*** Opening INPUT ***

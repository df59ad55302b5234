// dag-artifact/src/commands/purge.rs
//
// USE CASE: Irreversibly delete stored artifacts. Deployed files are kept.

use std::path::PathBuf;

use dag_artifact_core::application::{purge_all_dag, purge_dag};
use dag_artifact_core::domain::DagId;

pub async fn execute(project_dir: PathBuf, dag_id: DagId) -> anyhow::Result<()> {
    let adapters = super::load_adapters(&project_dir).await?;
    purge_dag(adapters.repository.as_ref(), &dag_id).await?;
    println!("🗑️  Every stored version of '{}' deleted.", dag_id);
    Ok(())
}

pub async fn execute_all(project_dir: PathBuf, yes: bool) -> anyhow::Result<()> {
    if !yes {
        anyhow::bail!("❌ Refusing to delete every artifact without --yes");
    }
    let adapters = super::load_adapters(&project_dir).await?;
    purge_all_dag(adapters.repository.as_ref()).await?;
    println!("🗑️  Every stored artifact deleted.");
    Ok(())
}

*** Closing INPUT ***

**ACTIVITY**
Count the lines in the preceding entries that contain the string "PathBuf", and state only the resulting number.

**SOLUTION FOR THIS PROBLEM**
3